Work instruction:
Each line that contains the word "SqliteConnection" is to be copied from the records below.

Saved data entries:
[Start of Attachment]
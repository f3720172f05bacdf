//! fpso CLI - vessel and equipment registry
//!
//! Entry point for the `fpso` binary:
//! - `serve` runs the HTTP/JSON API
//! - `init-db` creates the SQLite file and tables

use anyhow::Result;
use clap::{Parser, Subcommand};

mod commands;
mod tracing_setup;

#[derive(Parser, Debug)]
#[command(
    name = "fpso",
    author,
    version,
    about = "Registry of FPSO vessels and their mounted equipment",
    long_about = "Serve a JSON API over a single SQLite file holding vessels and the \
                  equipment mounted on them."
)]
struct Cli {
    /// Enable debug logging (RUST_LOG takes precedence)
    #[arg(long, global = true)]
    debug: bool,

    #[command(subcommand)]
    command: Commands,
}

#[derive(Subcommand, Debug)]
enum Commands {
    /// Run the HTTP API server
    Serve(commands::serve::ServeArgs),
    /// Create the database file and tables, then exit
    InitDb(commands::init_db::InitDbArgs),
}

#[tokio::main]
async fn main() -> Result<()> {
    // A missing .env is fine
    dotenvy::dotenv().ok();

    let cli = Cli::parse();
    tracing_setup::init(&tracing_setup::TracingConfig { debug: cli.debug }).ok();

    match cli.command {
        Commands::Serve(args) => commands::run_serve(args).await?,
        Commands::InitDb(args) => commands::run_init_db(args).await?,
    }
    Ok(())
}

#[cfg(test)]
mod tests {
    use super::*;
    use clap::CommandFactory;

    #[test]
    fn cli_definition_is_valid() {
        Cli::command().debug_assert();
    }

    #[test]
    fn serve_defaults() {
        let cli = Cli::try_parse_from(["fpso", "serve"]).unwrap();
        let Commands::Serve(args) = cli.command else {
            panic!("expected serve");
        };
        assert_eq!(args.bind.port(), 5000);
        assert!(!args.cors_permissive);
    }

    #[test]
    fn db_path_flag() {
        let cli = Cli::try_parse_from(["fpso", "--debug", "init-db", "--db", "/tmp/x.db"]).unwrap();
        assert!(cli.debug);
        let Commands::InitDb(args) = cli.command else {
            panic!("expected init-db");
        };
        assert_eq!(args.database.db_path.to_str(), Some("/tmp/x.db"));
    }
}
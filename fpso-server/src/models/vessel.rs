//! Vessel column values

use serde::Deserialize;

use super::validation::{check_column, ValidationError};

/// Declared width of `vessel.code`
pub const MAX_VESSEL_CODE_LEN: usize = 5;

/// Validated vessel business code
#[derive(Debug, Clone, PartialEq, Eq)]
pub struct VesselCode(String);

impl VesselCode {
    /// Create a vessel code.
    ///
    /// # Rules
    /// - Not empty
    /// - Max 5 characters
    ///
    /// # Example
    /// ```
    /// use fpso_server::models::VesselCode;
    ///
    /// assert!(VesselCode::new("V001").is_ok());
    /// assert!(VesselCode::new("V00001").is_err());
    /// ```
    pub fn new(s: &str) -> Result<Self, ValidationError> {
        check_column("vessel code", s, MAX_VESSEL_CODE_LEN)?;
        Ok(Self(s.to_owned()))
    }

    pub fn as_str(&self) -> &str {
        &self.0
    }

    pub fn into_string(self) -> String {
        self.0
    }
}

/// Body of `POST /api/vessels/post` and `PUT /api/vessels/update/code/{id}`
#[derive(Debug, Deserialize)]
#[serde(deny_unknown_fields)]
pub struct VesselCodeRequest {
    pub code: String,
}

impl VesselCodeRequest {
    pub fn validate(self) -> Result<VesselCode, ValidationError> {
        VesselCode::new(&self.code)
    }
}

#[cfg(test)]
mod tests {
    use super::*;

    #[test]
    fn valid_codes() {
        assert!(VesselCode::new("V001").is_ok());
        assert!(VesselCode::new("ABCDE").is_ok());
        assert!(VesselCode::new("x").is_ok());
    }

    #[test]
    fn rejects_empty() {
        let err = VesselCode::new("").unwrap_err();
        assert!(matches!(err, ValidationError::Empty { .. }));
    }

    #[test]
    fn max_length() {
        let err = VesselCode::new("ABCDEF").unwrap_err();
        assert!(matches!(err, ValidationError::TooLong { max: 5, .. }));
    }

    #[test]
    fn request_requires_code() {
        let err = serde_json::from_str::<VesselCodeRequest>("{}").unwrap_err();
        assert!(err.to_string().contains("missing field `code`"));
    }

    #[test]
    fn request_rejects_unknown_fields() {
        let res = serde_json::from_str::<VesselCodeRequest>(r#"{"code":"V1","id":3}"#);
        assert!(res.is_err());
    }
}
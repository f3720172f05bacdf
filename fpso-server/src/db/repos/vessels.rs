//! Vessel repository

use sqlx::{FromRow, SqliteConnection};

use super::DbError;
use crate::models::VesselCode;

/// Vessel record from database
#[derive(Debug, Clone, PartialEq, Eq, FromRow)]
pub struct Vessel {
    pub id: i64,
    pub code: String,
}

/// Vessel repository
pub struct VesselRepo<'c> {
    conn: &'c mut SqliteConnection,
}

impl<'c> VesselRepo<'c> {
    pub fn new(conn: &'c mut SqliteConnection) -> Self {
        Self { conn }
    }

    /// Insert a vessel. A taken code is a `Conflict`, nothing is written.
    pub async fn create(&mut self, code: &VesselCode) -> Result<Vessel, DbError> {
        let vessel = sqlx::query_as::<_, Vessel>(
            "INSERT INTO vessel (code) VALUES (?) RETURNING id, code",
        )
        .bind(code.as_str())
        .fetch_one(&mut *self.conn)
        .await
        .map_err(|e| DbError::on_unique(e, "Vessel", code.as_str()))?;

        tracing::info!(id = vessel.id, code = %vessel.code, "vessel inserted");
        Ok(vessel)
    }

    pub async fn list(&mut self) -> Result<Vec<Vessel>, DbError> {
        let vessels = sqlx::query_as::<_, Vessel>("SELECT id, code FROM vessel ORDER BY id")
            .fetch_all(&mut *self.conn)
            .await?;
        Ok(vessels)
    }

    pub async fn get(&mut self, id: i64) -> Result<Vessel, DbError> {
        sqlx::query_as::<_, Vessel>("SELECT id, code FROM vessel WHERE id = ?")
            .bind(id)
            .fetch_optional(&mut *self.conn)
            .await?
            .ok_or_else(|| not_found(id))
    }

    /// Overwrite the business code of a vessel.
    ///
    /// Equipment referencing the old code is left untouched.
    pub async fn update_code(&mut self, id: i64, code: &VesselCode) -> Result<Vessel, DbError> {
        let vessel = sqlx::query_as::<_, Vessel>(
            "UPDATE vessel SET code = ? WHERE id = ? RETURNING id, code",
        )
        .bind(code.as_str())
        .bind(id)
        .fetch_optional(&mut *self.conn)
        .await
        .map_err(|e| DbError::on_unique(e, "Vessel", code.as_str()))?
        .ok_or_else(|| not_found(id))?;

        tracing::info!(id, code = %vessel.code, "vessel code updated");
        Ok(vessel)
    }

    /// Delete a vessel, returning its last stored values.
    pub async fn delete(&mut self, id: i64) -> Result<Vessel, DbError> {
        let vessel = sqlx::query_as::<_, Vessel>(
            "DELETE FROM vessel WHERE id = ? RETURNING id, code",
        )
        .bind(id)
        .fetch_optional(&mut *self.conn)
        .await?
        .ok_or_else(|| not_found(id))?;

        tracing::info!(id, code = %vessel.code, "vessel deleted");
        Ok(vessel)
    }
}

fn not_found(id: i64) -> DbError {
    DbError::NotFound {
        resource: "Vessel",
        id: id.to_string(),
    }
}
//! HTTP server command
//!
//! Opens (or creates) the database, then serves the vessel and equipment
//! API until Ctrl+C/SIGTERM.

use anyhow::{Context, Result};
use clap::Parser;
use std::net::SocketAddr;

use fpso_server::db;
use fpso_server::http::{run_server, ServerConfig};

use super::DatabaseArgs;

/// Arguments for the serve command
#[derive(Parser, Debug)]
pub struct ServeArgs {
    /// Address to bind to
    #[arg(long, short = 'b', env = "FPSO_BIND", default_value = "127.0.0.1:5000")]
    pub bind: SocketAddr,

    /// Allow permissive CORS (all origins) - use with caution
    #[arg(long)]
    pub cors_permissive: bool,

    #[command(flatten)]
    pub database: DatabaseArgs,
}

/// Run the HTTP server
pub async fn run_serve(args: ServeArgs) -> Result<()> {
    let db_config = args.database.config();

    tracing::info!("Starting fpso server on {}", args.bind);

    let pool = db::open(&db_config)
        .await
        .with_context(|| format!("Failed to open database at {}", db_config.path.display()))?;

    let config = ServerConfig {
        bind_addr: args.bind,
        cors_permissive: args.cors_permissive,
    };

    // Run server (blocks until shutdown)
    run_server(pool, config).await.context("Server error")?;

    Ok(())
}
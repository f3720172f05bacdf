//! Tracing setup for the fpso binary
//!
//! Usage:
//!   fpso --debug serve              # Debug logging to console
//!   RUST_LOG=fpso_server=debug fpso # Fine-grained log control
//!
//! Environment variables:
//!   RUST_LOG                        # Log filter (default: info)

use anyhow::{anyhow, Result};
use tracing_subscriber::EnvFilter;

/// Tracing configuration options
#[derive(Debug, Clone, Default)]
pub struct TracingConfig {
    /// Enable debug logging (sets RUST_LOG=debug if not already set)
    pub debug: bool,
}

/// Initialize console tracing
pub fn init(config: &TracingConfig) -> Result<()> {
    let filter = if config.debug {
        // Debug mode: set debug level unless RUST_LOG is explicitly set
        EnvFilter::try_from_default_env().unwrap_or_else(|_| EnvFilter::new("debug"))
    } else {
        EnvFilter::try_from_default_env()
            .unwrap_or_else(|_| EnvFilter::new("info,tower_http=debug"))
    };

    tracing_subscriber::fmt()
        .with_env_filter(filter)
        .with_target(config.debug) // Show targets in debug mode
        .compact()
        .try_init()
        .map_err(|err| anyhow!(err))
}
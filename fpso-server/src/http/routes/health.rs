//! Health check endpoint

use std::sync::Arc;

use axum::{extract::State, http::StatusCode, routing::get, Json, Router};
use serde::Serialize;

use crate::http::server::AppState;

/// Health check response
#[derive(Serialize)]
pub struct HealthResponse {
    pub status: &'static str,
    pub version: &'static str,
    pub database: &'static str,
}

/// GET /health - 503 when the database does not answer
async fn health(State(state): State<Arc<AppState>>) -> (StatusCode, Json<HealthResponse>) {
    let database_ok = sqlx::query("SELECT 1").execute(&state.pool).await.is_ok();

    let (code, status, database) = if database_ok {
        (StatusCode::OK, "ok", "ok")
    } else {
        tracing::warn!("health check: database unavailable");
        (StatusCode::SERVICE_UNAVAILABLE, "degraded", "unavailable")
    };

    (
        code,
        Json(HealthResponse {
            status,
            version: env!("CARGO_PKG_VERSION"),
            database,
        }),
    )
}

/// Health routes
pub fn router() -> Router<Arc<AppState>> {
    Router::new().route("/health", get(health))
}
[End of Attachment]
Reply to the task:
use sqlx::{FromRow, SqliteConnection};
    conn: &'c mut SqliteConnection,
    pub fn new(conn: &'c mut SqliteConnection) -> Self {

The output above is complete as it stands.